### Work request
Of all the lines in the entries below, give again exactly those starting at the line containing "a case directory." and ending at the line containing "in the case", both ends included, and no others.

### Records
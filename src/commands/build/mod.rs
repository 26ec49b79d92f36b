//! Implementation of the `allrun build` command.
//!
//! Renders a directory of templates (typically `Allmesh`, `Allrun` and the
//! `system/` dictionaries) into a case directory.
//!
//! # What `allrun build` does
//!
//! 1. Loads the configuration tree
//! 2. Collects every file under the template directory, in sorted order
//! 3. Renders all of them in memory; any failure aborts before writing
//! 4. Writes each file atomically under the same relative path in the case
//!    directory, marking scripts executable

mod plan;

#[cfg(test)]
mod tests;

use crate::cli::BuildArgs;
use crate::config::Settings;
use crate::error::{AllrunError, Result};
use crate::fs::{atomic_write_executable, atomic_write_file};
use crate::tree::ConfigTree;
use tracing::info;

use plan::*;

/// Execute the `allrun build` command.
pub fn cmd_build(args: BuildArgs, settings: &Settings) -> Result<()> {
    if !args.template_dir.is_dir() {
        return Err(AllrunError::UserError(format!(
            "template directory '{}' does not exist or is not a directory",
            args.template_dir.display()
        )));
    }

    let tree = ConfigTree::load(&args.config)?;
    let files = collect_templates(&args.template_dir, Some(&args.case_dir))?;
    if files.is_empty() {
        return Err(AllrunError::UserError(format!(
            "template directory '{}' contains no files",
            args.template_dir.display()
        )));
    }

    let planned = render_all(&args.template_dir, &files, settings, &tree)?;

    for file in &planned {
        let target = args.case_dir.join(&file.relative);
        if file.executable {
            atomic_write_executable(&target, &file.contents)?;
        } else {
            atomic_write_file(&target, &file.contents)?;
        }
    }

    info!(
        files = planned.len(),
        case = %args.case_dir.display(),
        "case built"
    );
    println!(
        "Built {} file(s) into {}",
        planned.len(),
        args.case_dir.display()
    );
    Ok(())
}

...

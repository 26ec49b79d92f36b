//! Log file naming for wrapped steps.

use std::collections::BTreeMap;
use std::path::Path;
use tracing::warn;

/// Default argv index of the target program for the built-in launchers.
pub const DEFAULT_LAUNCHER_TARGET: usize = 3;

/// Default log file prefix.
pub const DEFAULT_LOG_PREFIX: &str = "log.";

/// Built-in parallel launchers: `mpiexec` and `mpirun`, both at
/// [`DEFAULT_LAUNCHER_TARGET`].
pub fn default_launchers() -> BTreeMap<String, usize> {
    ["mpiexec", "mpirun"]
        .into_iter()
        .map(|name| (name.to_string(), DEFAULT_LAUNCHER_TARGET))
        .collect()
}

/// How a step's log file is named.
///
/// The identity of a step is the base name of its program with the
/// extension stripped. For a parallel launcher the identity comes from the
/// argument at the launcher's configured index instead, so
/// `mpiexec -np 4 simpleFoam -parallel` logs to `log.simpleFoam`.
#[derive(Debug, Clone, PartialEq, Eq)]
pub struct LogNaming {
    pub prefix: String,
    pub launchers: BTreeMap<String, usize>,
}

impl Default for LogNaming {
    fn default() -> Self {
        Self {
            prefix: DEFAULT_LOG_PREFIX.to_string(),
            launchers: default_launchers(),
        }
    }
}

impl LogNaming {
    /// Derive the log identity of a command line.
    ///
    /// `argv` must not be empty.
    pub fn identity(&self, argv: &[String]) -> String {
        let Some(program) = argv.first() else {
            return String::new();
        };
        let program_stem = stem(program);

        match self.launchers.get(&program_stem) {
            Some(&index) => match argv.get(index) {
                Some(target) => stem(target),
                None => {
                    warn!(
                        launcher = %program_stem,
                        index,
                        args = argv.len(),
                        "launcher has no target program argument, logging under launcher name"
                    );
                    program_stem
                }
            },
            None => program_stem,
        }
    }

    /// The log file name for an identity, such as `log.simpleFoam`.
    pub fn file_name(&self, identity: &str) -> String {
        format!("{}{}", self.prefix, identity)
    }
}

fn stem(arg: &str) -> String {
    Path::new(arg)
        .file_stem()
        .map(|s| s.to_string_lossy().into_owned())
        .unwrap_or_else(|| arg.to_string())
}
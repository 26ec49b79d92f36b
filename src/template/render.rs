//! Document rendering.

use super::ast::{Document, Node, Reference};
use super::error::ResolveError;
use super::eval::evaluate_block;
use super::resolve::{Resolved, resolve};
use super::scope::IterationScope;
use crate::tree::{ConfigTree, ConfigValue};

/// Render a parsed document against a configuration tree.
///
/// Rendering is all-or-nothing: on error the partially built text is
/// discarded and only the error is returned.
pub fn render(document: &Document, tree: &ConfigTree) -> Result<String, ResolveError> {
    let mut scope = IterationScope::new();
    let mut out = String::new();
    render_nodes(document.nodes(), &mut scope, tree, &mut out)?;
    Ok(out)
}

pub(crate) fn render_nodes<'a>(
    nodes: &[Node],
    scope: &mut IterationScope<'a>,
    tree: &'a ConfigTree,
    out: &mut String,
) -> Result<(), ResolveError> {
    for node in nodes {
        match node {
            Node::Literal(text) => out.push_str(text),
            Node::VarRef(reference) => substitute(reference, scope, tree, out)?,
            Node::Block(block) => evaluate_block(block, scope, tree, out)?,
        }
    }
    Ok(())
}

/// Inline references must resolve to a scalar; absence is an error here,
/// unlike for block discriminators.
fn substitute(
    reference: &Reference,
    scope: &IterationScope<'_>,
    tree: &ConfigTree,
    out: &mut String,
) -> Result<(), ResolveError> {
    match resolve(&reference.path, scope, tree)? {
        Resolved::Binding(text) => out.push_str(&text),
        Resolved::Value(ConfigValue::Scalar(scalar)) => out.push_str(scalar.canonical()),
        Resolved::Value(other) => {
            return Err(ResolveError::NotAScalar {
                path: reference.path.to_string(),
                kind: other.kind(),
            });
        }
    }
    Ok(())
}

### Output of the exercise
//! `system/` dictionaries) into a case directory.
//!
//! # What `allrun build` does
//!
//! 1. Loads the configuration tree
//! 2. Collects every file under the template directory, in sorted order
//! 3. Renders all of them in memory; any failure aborts before writing
//! 4. Writes each file atomically under the same relative path in the case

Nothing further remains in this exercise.